Prompt: Provide an exact copy of the lines from the beginning of the records through the line that includes "trim video tails", and of no others.

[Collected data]
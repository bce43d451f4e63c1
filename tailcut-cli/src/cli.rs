// tailcut-cli/src/cli.rs
//
// Defines the command-line argument structures using clap.

use clap::{Args, Parser, Subcommand};
use std::path::PathBuf;
use tailcut_core::config::{
    DEFAULT_BRIGHTNESS_THRESHOLD, DEFAULT_EXTENSION, DEFAULT_FIXED_OFFSET_SECS,
    DEFAULT_MIN_BLACK_DURATION, DEFAULT_PICTURE_THRESHOLD, DEFAULT_PIXEL_THRESHOLD,
    DEFAULT_REGION_FROM_END, DEFAULT_SEARCH_SECS, DetectorKind, PipelineMode,
};

// --- CLI Argument Definition ---

#[derive(Parser, Debug)]
#[command(
    author,
    version, // Reads from Cargo.toml via "cargo" feature in clap
    about = "Tailcut: trim video tails at a black-frame boundary",
    long_about = "Cuts trailing segments off video files at a detected black frame, \
                  using stream copy via the tailcut-core library."
)]
pub struct Cli {
    #[command(subcommand)]
    pub command: Commands,

    /// Enable debug-level logging
    #[arg(short, long, global = true, default_value_t = false)]
    pub verbose: bool,

    /// Log to the console only; no run log or summary file is written
    #[arg(long, global = true, default_value_t = false)]
    pub no_log_file: bool,
}

#[derive(Subcommand, Debug)]
pub enum Commands {
    /// Trims every matching video in the input directory into the output directory
    Trim(TrimArgs),
    /// Prints timing and the detected cut point of one file without writing anything
    Probe(ProbeArgs),
}

#[derive(Args, Debug)]
pub struct TrimArgs {
    /// Input directory (or a single file) with videos to trim
    #[arg(
        short = 'i',
        long = "input",
        value_name = "INPUT_PATH",
        env = "TAILCUT_INPUT_DIR",
        default_value = "./videos"
    )]
    pub input_path: PathBuf,

    /// Directory where trimmed files will be saved
    #[arg(
        short = 'o',
        long = "output",
        value_name = "OUTPUT_DIR",
        env = "TAILCUT_OUTPUT_DIR",
        default_value = "./trimmed_videos"
    )]
    pub output_dir: PathBuf,

    /// Optional: Directory for log files (defaults to OUTPUT_DIR/logs)
    #[arg(long, value_name = "LOG_DIR", env = "TAILCUT_LOG_DIR")]
    pub log_dir: Option<PathBuf>,

    /// Optional: Base directory for intermediate files (defaults to OUTPUT_DIR)
    #[arg(long, value_name = "TEMP_DIR")]
    pub temp_dir: Option<PathBuf>,

    /// Extension of the files to process
    #[arg(long = "ext", value_name = "EXT", default_value = DEFAULT_EXTENSION)]
    pub extension: String,

    /// Pipeline: fixed, fixed-then-detect or detect
    #[arg(long, value_name = "MODE", default_value = "detect", value_parser = parse_mode)]
    pub mode: PipelineMode,

    /// Seconds removed from the end by the fixed-offset stage
    #[arg(long = "offset", value_name = "SECONDS", default_value_t = DEFAULT_FIXED_OFFSET_SECS)]
    pub fixed_offset_secs: f64,

    /// Keep fixed-offset outputs in OUTPUT_DIR/intermediate
    #[arg(long, default_value_t = false)]
    pub keep_intermediate: bool,

    #[command(flatten)]
    pub detector: DetectorArgs,
}

#[derive(Args, Debug)]
pub struct ProbeArgs {
    /// Video file to inspect
    #[arg(value_name = "FILE")]
    pub file: PathBuf,

    /// Run both detectors instead of only the selected one
    #[arg(long, default_value_t = false)]
    pub all_detectors: bool,

    #[command(flatten)]
    pub detector: DetectorArgs,
}

/// Boundary detector selection and tuning, shared by `trim` and `probe`.
#[derive(Args, Debug, Clone)]
pub struct DetectorArgs {
    /// Detector: blackdetect or brightness
    #[arg(long, value_name = "DETECTOR", default_value = "blackdetect", value_parser = parse_detector)]
    pub detector: DetectorKind,

    /// blackdetect: ratio of black pixels for a picture to count as black (0.0-1.0)
    #[arg(long = "pic-th", value_name = "RATIO", default_value_t = DEFAULT_PICTURE_THRESHOLD)]
    pub picture_threshold: f64,

    /// blackdetect: luma ratio under which a pixel counts as black (0.0-1.0)
    #[arg(long = "pix-th", value_name = "RATIO", default_value_t = DEFAULT_PIXEL_THRESHOLD)]
    pub pixel_threshold: f64,

    /// blackdetect: minimum black run length in seconds
    #[arg(long = "min-black", value_name = "SECONDS", default_value_t = DEFAULT_MIN_BLACK_DURATION)]
    pub min_black_duration: f64,

    /// blackdetect: which region start to cut at, counted from the last one
    #[arg(long, value_name = "N", default_value_t = DEFAULT_REGION_FROM_END)]
    pub region_from_end: usize,

    /// blackdetect: decode with CUDA (NVDEC)
    #[arg(long, default_value_t = false)]
    pub hw_decode: bool,

    /// brightness: mean gray level (0-255) under which a frame is black
    #[arg(long, value_name = "LEVEL", default_value_t = DEFAULT_BRIGHTNESS_THRESHOLD)]
    pub brightness_threshold: u8,

    /// brightness: seconds at the end of the file to search
    #[arg(long, value_name = "SECONDS", default_value_t = DEFAULT_SEARCH_SECS)]
    pub search_secs: f64,
}

fn parse_mode(s: &str) -> Result<PipelineMode, String> {
    s.parse().map_err(|e: tailcut_core::CoreError| e.to_string())
}

fn parse_detector(s: &str) -> Result<DetectorKind, String> {
    s.parse().map_err(|e: tailcut_core::CoreError| e.to_string())
}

Written response:
repository bce43d451f4e63c1
filename tailcut-cli/src/cli.rs
// tailcut-cli/src/cli.rs
//
// Defines the command-line argument structures using clap.

use clap::{Args, Parser, Subcommand};
use std::path::PathBuf;
use tailcut_core::config::{
    DEFAULT_BRIGHTNESS_THRESHOLD, DEFAULT_EXTENSION, DEFAULT_FIXED_OFFSET_SECS,
    DEFAULT_MIN_BLACK_DURATION, DEFAULT_PICTURE_THRESHOLD, DEFAULT_PIXEL_THRESHOLD,
    DEFAULT_REGION_FROM_END, DEFAULT_SEARCH_SECS, DetectorKind, PipelineMode,
};

// --- CLI Argument Definition ---

#[derive(Parser, Debug)]
#[command(
    author,
    version, // Reads from Cargo.toml via "cargo" feature in clap
    about = "Tailcut: trim video tails at a black-frame boundary",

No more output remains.